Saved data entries
/*
 *  display/drivers/mod.rs
 *
 *  duobar - two bars, one row
 *  (c) 2020-26 Stuart Hunter
 *
 *  Bundled character-display adapters
 *
 *  This program is free software: you can redistribute it and/or modify
 *  it under the terms of the GNU General Public License as published by
 *  the Free Software Foundation, either version 3 of the License, or
 *  (at your option) any later version.
 *
 *  This program is distributed in the hope that it will be useful,
 *  but WITHOUT ANY WARRANTY; without even the implied warranty of
 *  MERCHANTABILITY or FITNESS FOR A PARTICULAR PURPOSE.  See the
 *  GNU General Public License for more details.
 *
 *  See <http://www.gnu.org/licenses/> to get a copy of the GNU General
 *  Public License.
 *
 */

pub mod mock;
pub mod terminal;

pub use mock::MockLcd;
pub use terminal::TerminalLcd;
/*
 *  tests/bar_integration.rs
 *
 *  Integration tests for the dual bar renderer on the mock display
 *
 *  duobar - two bars, one row
 *  (c) 2020-26 Stuart Hunter
 */

use duobar::display::drivers::mock::{MockLcd, Op};
use duobar::glyphs::{BLANK_CHAR, FULL_BLOCK_CHAR};
use duobar::{BarId, BarSegment, DuoBar};

const ROW: u8 = 1;

/// A 16x2 panel with the bars on row 1 and a handle kept on the mock.
fn setup() -> (DuoBar<MockLcd>, MockLcd) {
    let lcd = MockLcd::new_16x2();
    let handle = lcd.clone();
    let bars = DuoBar::new(lcd, ROW, 16).unwrap();
    (bars, handle)
}

/// Same, but bar 1 spans the whole row and bar 2 is parked.
fn setup_single_bar() -> (DuoBar<MockLcd>, MockLcd) {
    let (mut bars, handle) = setup();
    bars.set_layout(BarSegment::new(0, 16), BarSegment::new(16, 0))
        .unwrap();
    (bars, handle)
}

fn solid_then_blank(solid: usize, total: usize) -> Vec<u8> {
    let mut row = vec![FULL_BLOCK_CHAR; solid];
    row.resize(total, BLANK_CHAR);
    row
}

#[test]
fn test_construction_issues_no_writes() {
    let (_bars, lcd) = setup();
    assert_eq!(lcd.op_count(), 0);
}

#[test]
fn test_scenario_half_of_percent_range() {
    // range [0,100], value 50: level 128, 8 solid cells, 9th blank
    let (mut bars, lcd) = setup_single_bar();
    bars.set_range(BarId::One, 0, 100);
    bars.draw(50, 0).unwrap();

    assert_eq!(lcd.row_codes(ROW), solid_then_blank(8, 16));
}

#[test]
fn test_scenario_full_scale() {
    // range [0,100], value 100: all 16 cells solid, no partial glyph
    let (mut bars, lcd) = setup_single_bar();
    bars.set_range(BarId::One, 0, 100);
    bars.draw(100, 0).unwrap();

    assert_eq!(lcd.row_codes(ROW), solid_then_blank(16, 16));
    // the solid block is built in, nothing was programmed
    let state = lcd.state();
    assert!(
        !state
            .lock()
            .unwrap()
            .ops
            .iter()
            .any(|op| matches!(op, Op::DefineGlyph { .. }))
    );
}

#[test]
fn test_scenario_signed_domain() {
    // [-50,50] at 0 is half of span, same pattern as 50 of [0,100]
    let (mut bars, lcd) = setup_single_bar();
    bars.set_range(BarId::One, -50, 50);
    bars.draw(0, 0).unwrap();

    assert_eq!(lcd.row_codes(ROW), solid_then_blank(8, 16));
}

#[test]
fn test_scenario_two_bars_independent() {
    // bar1 [0,10]=5 over its 8 cells, bar2 [0,10]=10 over its 8 cells
    let (mut bars, lcd) = setup();
    bars.set_range(BarId::One, 0, 10);
    bars.set_range(BarId::Two, 0, 10);
    bars.draw(5, 10).unwrap();

    let mut expected = solid_then_blank(4, 8);
    expected.extend(vec![FULL_BLOCK_CHAR; 8]);
    assert_eq!(lcd.row_codes(ROW), expected);
}

#[test]
fn test_first_draw_paints_whole_segments() {
    let (mut bars, lcd) = setup();
    bars.set_range(BarId::One, 0, 10);
    bars.set_range(BarId::Two, 0, 10);
    bars.draw(0, 0).unwrap();

    // 2 cursor moves + 8 cells per bar, no glyph programming for blanks
    assert_eq!(lcd.op_count(), 18);
    assert_eq!(lcd.row_codes(ROW), vec![BLANK_CHAR; 16]);
}

#[test]
fn test_write_minimization_on_identical_draw() {
    let (mut bars, lcd) = setup();
    bars.set_range(BarId::One, 0, 100);
    bars.set_range(BarId::Two, 0, 100);
    bars.draw(30, 60).unwrap();

    lcd.clear_ops();
    bars.draw(30, 60).unwrap();
    assert_eq!(lcd.op_count(), 0);
}

#[test]
fn test_write_window_is_bounded_on_growth() {
    let (mut bars, lcd) = setup_single_bar();
    bars.set_range(BarId::One, 0, 100);
    bars.draw(0, 0).unwrap();

    lcd.clear_ops();
    // 25 of [0,100]: level 64, 4 solid cells, blank boundary at cell 5
    bars.draw(25, 0).unwrap();
    assert_eq!(lcd.op_count(), 6); // 1 move + 5 cells
    assert_eq!(lcd.row_codes(ROW), solid_then_blank(4, 16));
}

#[test]
fn test_shrinking_bar_erases_stale_fill() {
    let (mut bars, lcd) = setup_single_bar();
    bars.set_range(BarId::One, 0, 100);
    bars.draw(100, 0).unwrap();

    lcd.clear_ops();
    bars.draw(50, 0).unwrap();
    assert_eq!(lcd.row_codes(ROW), solid_then_blank(8, 16));
    // previous fill reached the end, so the rewrite spans the segment
    assert_eq!(lcd.op_count(), 17);
}

#[test]
fn test_disabled_bar_renders_blank_for_any_value() {
    let (mut bars, lcd) = setup();
    bars.set_range(BarId::One, 0, 10);
    bars.set_range(BarId::Two, 0, 10);
    bars.draw(10, 10).unwrap();

    bars.disable_bar(BarId::One);
    bars.draw(7, 10).unwrap();

    let row = lcd.row_codes(ROW);
    assert_eq!(&row[..8], &[BLANK_CHAR; 8]);
    assert_eq!(&row[8..], &[FULL_BLOCK_CHAR; 8]);

    // any further value on the disabled bar is a no-op
    lcd.clear_ops();
    bars.draw(3, 10).unwrap();
    bars.draw(-99, 10).unwrap();
    assert_eq!(lcd.op_count(), 0);
}

#[test]
fn test_unconfigured_bar_stays_blank() {
    // never configured = disabled; passing 0 for it is a documented no-op
    let (mut bars, lcd) = setup();
    bars.set_range(BarId::One, 0, 10);
    bars.draw(10, 0).unwrap();

    let row = lcd.row_codes(ROW);
    assert_eq!(&row[..8], &[FULL_BLOCK_CHAR; 8]);
    assert_eq!(&row[8..], &[BLANK_CHAR; 8]);
}

#[test]
fn test_out_of_domain_values_clamp() {
    let (mut bars, lcd) = setup_single_bar();
    bars.set_range(BarId::One, 0, 10);

    bars.draw(15, 0).unwrap();
    let above = lcd.row_codes(ROW);
    assert_eq!(above, solid_then_blank(16, 16));

    bars.draw(-3, 0).unwrap();
    let below = lcd.row_codes(ROW);
    assert_eq!(below, vec![BLANK_CHAR; 16]);
}

#[test]
fn test_boundary_glyph_selection() {
    // [0,256] over 16 cells maps values to levels 1:1; value 40 is
    // 2 solid cells plus remainder 8 -> glyph slot 3 in the 3rd cell
    let (mut bars, lcd) = setup_single_bar();
    bars.set_range(BarId::One, 0, 256);
    bars.draw(40, 0).unwrap();

    let row = lcd.row_codes(ROW);
    assert_eq!(&row[..2], &[FULL_BLOCK_CHAR; 2]);
    assert_eq!(row[2], 3);
    assert_eq!(&row[3..], &[BLANK_CHAR; 13]);
}

#[test]
fn test_glyph_slots_programmed_lazily_and_once() {
    let (mut bars, lcd) = setup_single_bar();
    bars.set_range(BarId::One, 0, 256);

    bars.draw(1, 0).unwrap(); // level 1 -> slot 0
    assert_eq!(lcd.define_count(0), 1);

    // level 2 renders with the same glyph: appearance unchanged, no writes
    lcd.clear_ops();
    bars.draw(2, 0).unwrap();
    assert_eq!(lcd.op_count(), 0);

    bars.draw(3, 0).unwrap(); // level 3 -> slot 1
    assert_eq!(lcd.define_count(1), 1);

    // back to slot 0: already programmed, only cell writes happen
    bars.draw(1, 0).unwrap();
    assert_eq!(lcd.define_count(0), 1);
    assert_eq!(lcd.define_count(1), 1);
}

#[test]
fn test_appearance_diffing_survives_reconfiguration() {
    // [0,100] at 50 and [0,200] at 100 land on the same appearance;
    // the range change alone forces no rewrite
    let (mut bars, lcd) = setup_single_bar();
    bars.set_range(BarId::One, 0, 100);
    bars.draw(50, 0).unwrap();

    lcd.clear_ops();
    bars.set_range(BarId::One, 0, 200);
    bars.draw(100, 0).unwrap();
    assert_eq!(lcd.op_count(), 0);
}

#[test]
fn test_relayout_forces_full_repaint() {
    let (mut bars, lcd) = setup();
    bars.set_range(BarId::One, 0, 10);
    bars.set_range(BarId::Two, 0, 10);
    bars.draw(5, 5).unwrap();

    lcd.clear_ops();
    bars.set_layout(BarSegment::new(0, 4), BarSegment::new(4, 12))
        .unwrap();
    bars.draw(5, 5).unwrap();
    // both segments repaint end to end: (1 move + 4) + (1 move + 12)
    assert_eq!(lcd.op_count(), 18);
}

#[test]
fn test_adapter_failure_propagates() {
    let (mut bars, lcd) = setup();
    bars.set_range(BarId::One, 0, 10);

    lcd.state().lock().unwrap().simulate_write_failure = true;
    assert!(bars.draw(5, 0).is_err());

    // the failed draw must not be recorded as rendered
    lcd.state().lock().unwrap().simulate_write_failure = false;
    lcd.clear_ops();
    bars.draw(5, 0).unwrap();
    assert!(lcd.op_count() > 0);
}

#[test]
fn test_draw_values_is_a_pure_alias() {
    let (mut bars, lcd) = setup();
    bars.set_range(BarId::One, 0, 10);
    bars.set_range(BarId::Two, 0, 10);
    bars.draw_values(5, 10).unwrap();

    let via_alias = lcd.row_codes(ROW);

    let (mut bars2, lcd2) = setup();
    bars2.set_range(BarId::One, 0, 10);
    bars2.set_range(BarId::Two, 0, 10);
    bars2.draw(5, 10).unwrap();

    assert_eq!(via_alias, lcd2.row_codes(ROW));
}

> **ASSIGNMENT**:
Retype the records above from the very first line down to the line with "implied warranty of", keeping both of those lines. Include nothing beyond them.

> **RESPONSE**:
/*
 *  display/drivers/mod.rs
 *
 *  duobar - two bars, one row
 *  (c) 2020-26 Stuart Hunter
 *
 *  Bundled character-display adapters
 *
 *  This program is free software: you can redistribute it and/or modify
 *  it under the terms of the GNU General Public License as published by
 *  the Free Software Foundation, either version 3 of the License, or
 *  (at your option) any later version.
 *
 *  This program is distributed in the hope that it will be useful,
 *  but WITHOUT ANY WARRANTY; without even the implied warranty of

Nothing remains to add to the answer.